-------- Source information --------

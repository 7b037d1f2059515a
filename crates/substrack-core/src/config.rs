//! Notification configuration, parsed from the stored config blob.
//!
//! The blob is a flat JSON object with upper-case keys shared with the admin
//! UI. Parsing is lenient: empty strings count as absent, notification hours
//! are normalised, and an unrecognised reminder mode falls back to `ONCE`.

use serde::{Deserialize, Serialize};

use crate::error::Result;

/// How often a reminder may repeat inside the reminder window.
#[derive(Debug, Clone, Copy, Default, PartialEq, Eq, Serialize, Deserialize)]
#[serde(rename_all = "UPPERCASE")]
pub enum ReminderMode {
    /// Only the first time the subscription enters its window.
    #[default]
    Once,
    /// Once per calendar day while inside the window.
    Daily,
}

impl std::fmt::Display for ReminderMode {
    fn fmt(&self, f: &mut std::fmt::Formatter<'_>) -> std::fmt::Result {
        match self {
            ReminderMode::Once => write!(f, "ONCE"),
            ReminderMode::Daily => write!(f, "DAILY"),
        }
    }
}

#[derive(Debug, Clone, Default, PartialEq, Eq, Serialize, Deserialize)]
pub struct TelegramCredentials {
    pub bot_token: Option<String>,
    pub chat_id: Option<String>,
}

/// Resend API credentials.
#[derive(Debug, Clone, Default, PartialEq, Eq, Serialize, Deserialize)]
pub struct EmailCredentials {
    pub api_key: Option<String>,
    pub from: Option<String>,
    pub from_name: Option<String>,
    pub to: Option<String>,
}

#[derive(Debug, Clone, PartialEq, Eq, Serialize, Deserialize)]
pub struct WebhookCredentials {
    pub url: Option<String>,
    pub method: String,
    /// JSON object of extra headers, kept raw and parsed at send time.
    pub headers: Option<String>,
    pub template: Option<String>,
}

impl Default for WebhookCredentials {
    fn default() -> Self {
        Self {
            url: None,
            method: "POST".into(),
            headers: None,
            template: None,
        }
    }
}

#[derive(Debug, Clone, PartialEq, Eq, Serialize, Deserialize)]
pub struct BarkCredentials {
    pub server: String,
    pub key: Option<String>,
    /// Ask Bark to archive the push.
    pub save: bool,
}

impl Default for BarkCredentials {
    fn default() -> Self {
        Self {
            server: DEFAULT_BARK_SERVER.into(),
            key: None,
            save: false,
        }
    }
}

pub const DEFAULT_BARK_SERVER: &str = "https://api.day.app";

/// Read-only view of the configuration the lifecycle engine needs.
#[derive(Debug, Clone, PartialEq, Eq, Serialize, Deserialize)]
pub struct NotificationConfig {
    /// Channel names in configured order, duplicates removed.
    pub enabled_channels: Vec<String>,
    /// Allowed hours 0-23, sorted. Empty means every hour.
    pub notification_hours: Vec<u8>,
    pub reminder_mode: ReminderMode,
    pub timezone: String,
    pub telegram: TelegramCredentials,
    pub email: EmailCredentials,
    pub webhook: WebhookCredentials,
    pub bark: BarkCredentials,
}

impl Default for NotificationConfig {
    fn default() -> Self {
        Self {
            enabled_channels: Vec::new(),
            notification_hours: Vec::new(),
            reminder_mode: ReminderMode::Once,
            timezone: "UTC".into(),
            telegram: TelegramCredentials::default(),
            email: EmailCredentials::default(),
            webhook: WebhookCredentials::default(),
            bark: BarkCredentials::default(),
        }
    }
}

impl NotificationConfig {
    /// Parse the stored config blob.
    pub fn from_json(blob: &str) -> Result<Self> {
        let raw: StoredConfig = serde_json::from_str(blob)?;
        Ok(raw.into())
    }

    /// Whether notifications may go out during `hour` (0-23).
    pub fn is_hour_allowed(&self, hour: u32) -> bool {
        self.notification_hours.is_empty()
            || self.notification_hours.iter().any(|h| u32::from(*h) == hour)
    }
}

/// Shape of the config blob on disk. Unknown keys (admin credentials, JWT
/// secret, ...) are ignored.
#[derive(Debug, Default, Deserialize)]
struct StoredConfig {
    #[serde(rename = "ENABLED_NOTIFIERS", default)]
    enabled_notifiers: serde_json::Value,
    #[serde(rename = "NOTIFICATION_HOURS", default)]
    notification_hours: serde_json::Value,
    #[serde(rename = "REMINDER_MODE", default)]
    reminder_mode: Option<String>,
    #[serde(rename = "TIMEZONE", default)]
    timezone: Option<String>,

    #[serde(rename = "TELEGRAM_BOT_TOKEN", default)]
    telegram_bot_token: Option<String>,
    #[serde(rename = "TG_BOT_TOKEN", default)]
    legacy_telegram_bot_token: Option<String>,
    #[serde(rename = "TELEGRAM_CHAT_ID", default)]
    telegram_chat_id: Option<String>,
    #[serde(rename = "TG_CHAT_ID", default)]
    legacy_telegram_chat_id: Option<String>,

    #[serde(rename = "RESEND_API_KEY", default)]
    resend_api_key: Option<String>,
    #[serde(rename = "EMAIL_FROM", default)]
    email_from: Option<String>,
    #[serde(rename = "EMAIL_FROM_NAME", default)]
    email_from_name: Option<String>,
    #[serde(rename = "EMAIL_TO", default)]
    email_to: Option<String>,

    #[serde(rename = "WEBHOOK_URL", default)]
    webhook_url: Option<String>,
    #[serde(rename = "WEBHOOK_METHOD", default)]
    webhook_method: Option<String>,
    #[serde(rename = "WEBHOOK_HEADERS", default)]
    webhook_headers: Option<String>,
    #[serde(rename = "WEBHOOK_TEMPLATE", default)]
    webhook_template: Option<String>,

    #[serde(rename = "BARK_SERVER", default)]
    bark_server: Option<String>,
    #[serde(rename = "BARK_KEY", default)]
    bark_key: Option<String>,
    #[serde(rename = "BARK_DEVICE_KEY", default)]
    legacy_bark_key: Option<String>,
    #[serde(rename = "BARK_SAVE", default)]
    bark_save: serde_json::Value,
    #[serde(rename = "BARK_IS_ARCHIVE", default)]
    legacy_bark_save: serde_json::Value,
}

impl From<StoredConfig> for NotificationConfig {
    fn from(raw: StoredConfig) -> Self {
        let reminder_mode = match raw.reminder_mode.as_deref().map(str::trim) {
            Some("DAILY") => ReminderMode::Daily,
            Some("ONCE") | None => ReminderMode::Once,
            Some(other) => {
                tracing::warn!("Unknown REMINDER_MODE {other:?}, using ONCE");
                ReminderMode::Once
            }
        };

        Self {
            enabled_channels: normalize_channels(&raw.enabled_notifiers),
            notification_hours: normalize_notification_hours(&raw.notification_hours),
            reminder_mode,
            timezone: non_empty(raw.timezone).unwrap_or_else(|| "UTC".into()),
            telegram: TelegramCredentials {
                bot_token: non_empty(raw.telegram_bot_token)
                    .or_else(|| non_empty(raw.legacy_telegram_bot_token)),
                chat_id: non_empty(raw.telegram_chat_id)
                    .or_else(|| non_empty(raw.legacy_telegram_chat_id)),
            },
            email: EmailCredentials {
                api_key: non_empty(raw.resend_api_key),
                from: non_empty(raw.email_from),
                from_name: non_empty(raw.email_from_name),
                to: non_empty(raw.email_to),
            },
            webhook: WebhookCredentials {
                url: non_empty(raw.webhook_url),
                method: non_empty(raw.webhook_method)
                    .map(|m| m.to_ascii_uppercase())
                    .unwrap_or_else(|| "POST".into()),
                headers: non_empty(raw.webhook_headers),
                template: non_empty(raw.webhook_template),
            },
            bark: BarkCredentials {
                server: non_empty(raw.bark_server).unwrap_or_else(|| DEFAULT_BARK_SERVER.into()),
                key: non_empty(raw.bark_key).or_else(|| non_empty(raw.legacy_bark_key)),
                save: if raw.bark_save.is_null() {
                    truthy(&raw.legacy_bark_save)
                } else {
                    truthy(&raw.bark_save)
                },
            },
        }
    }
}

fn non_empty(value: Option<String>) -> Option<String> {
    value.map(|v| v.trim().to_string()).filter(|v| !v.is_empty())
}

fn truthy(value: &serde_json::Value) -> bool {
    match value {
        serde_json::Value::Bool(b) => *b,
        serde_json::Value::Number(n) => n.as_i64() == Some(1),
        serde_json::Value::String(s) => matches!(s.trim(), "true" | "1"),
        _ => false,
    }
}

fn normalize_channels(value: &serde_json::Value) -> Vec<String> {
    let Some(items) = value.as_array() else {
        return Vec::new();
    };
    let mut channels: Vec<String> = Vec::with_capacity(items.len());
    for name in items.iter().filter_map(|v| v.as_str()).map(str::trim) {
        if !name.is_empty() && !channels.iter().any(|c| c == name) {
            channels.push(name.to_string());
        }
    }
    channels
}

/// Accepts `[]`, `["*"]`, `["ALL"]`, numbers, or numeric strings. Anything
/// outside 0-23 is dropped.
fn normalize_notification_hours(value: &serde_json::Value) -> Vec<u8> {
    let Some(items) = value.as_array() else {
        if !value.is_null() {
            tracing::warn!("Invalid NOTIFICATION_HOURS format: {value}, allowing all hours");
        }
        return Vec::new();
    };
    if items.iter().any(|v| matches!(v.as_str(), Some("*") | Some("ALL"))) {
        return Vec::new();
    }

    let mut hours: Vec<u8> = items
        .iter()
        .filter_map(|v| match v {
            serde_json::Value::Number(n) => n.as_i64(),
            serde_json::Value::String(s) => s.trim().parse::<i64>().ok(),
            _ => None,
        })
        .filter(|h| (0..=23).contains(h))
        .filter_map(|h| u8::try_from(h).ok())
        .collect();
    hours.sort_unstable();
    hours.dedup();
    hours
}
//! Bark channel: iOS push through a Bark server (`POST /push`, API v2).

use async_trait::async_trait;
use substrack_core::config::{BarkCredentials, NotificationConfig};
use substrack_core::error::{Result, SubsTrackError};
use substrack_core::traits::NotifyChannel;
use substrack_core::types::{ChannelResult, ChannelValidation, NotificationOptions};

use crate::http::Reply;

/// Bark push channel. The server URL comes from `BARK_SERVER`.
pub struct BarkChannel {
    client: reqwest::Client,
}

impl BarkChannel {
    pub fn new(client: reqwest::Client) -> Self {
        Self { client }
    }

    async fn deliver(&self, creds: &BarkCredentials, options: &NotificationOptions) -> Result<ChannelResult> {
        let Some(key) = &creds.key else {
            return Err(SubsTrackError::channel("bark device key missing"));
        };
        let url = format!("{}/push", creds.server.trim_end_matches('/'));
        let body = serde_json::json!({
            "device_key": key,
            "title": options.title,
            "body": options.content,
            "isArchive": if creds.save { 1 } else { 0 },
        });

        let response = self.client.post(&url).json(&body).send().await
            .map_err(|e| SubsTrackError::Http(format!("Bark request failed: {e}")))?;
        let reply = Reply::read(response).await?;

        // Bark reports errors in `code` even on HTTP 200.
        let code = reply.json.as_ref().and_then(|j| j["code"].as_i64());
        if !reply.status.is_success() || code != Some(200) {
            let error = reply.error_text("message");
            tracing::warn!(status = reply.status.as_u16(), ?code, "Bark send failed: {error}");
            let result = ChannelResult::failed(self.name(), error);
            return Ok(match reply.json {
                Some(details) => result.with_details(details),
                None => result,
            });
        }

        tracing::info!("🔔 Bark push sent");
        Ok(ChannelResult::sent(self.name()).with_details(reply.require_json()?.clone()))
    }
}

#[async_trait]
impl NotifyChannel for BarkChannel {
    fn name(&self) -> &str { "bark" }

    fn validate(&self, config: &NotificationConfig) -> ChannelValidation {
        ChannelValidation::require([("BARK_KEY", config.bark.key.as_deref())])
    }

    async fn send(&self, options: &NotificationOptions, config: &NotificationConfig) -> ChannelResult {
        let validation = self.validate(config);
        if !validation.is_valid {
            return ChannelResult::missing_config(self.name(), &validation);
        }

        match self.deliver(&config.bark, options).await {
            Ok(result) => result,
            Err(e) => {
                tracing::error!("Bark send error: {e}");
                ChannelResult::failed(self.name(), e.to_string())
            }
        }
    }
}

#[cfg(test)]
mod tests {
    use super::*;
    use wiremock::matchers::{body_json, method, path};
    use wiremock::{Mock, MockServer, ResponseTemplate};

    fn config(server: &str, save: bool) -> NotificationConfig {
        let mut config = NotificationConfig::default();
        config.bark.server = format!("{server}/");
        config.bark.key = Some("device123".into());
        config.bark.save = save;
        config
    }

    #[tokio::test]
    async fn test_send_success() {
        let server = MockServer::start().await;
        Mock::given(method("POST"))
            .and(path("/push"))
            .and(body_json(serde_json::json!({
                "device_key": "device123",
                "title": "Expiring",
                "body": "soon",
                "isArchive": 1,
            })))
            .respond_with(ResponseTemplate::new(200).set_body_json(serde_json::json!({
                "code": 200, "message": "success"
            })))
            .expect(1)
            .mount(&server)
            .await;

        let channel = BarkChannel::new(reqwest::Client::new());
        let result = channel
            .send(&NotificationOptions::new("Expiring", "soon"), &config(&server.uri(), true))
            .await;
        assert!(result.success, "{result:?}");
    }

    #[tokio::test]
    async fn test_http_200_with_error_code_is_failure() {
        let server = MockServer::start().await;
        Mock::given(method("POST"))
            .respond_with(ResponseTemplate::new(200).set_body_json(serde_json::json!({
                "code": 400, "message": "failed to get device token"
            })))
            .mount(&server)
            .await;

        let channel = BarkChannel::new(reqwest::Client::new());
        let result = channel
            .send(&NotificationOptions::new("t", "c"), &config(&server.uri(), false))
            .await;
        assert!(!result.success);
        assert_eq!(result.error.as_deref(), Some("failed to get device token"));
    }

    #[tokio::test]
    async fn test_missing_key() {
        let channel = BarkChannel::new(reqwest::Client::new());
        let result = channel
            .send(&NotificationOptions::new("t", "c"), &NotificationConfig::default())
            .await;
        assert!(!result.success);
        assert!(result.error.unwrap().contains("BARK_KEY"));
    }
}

--------

● About this task
Word for word, output the lines of the data from its first line through the line where "with the admin" appears, and stop there.

● Exercise output
repository 7b037d1f2059515a
filename crates/substrack-core/src/config.rs
//! Notification configuration, parsed from the stored config blob.
//!
//! The blob is a flat JSON object with upper-case keys shared with the admin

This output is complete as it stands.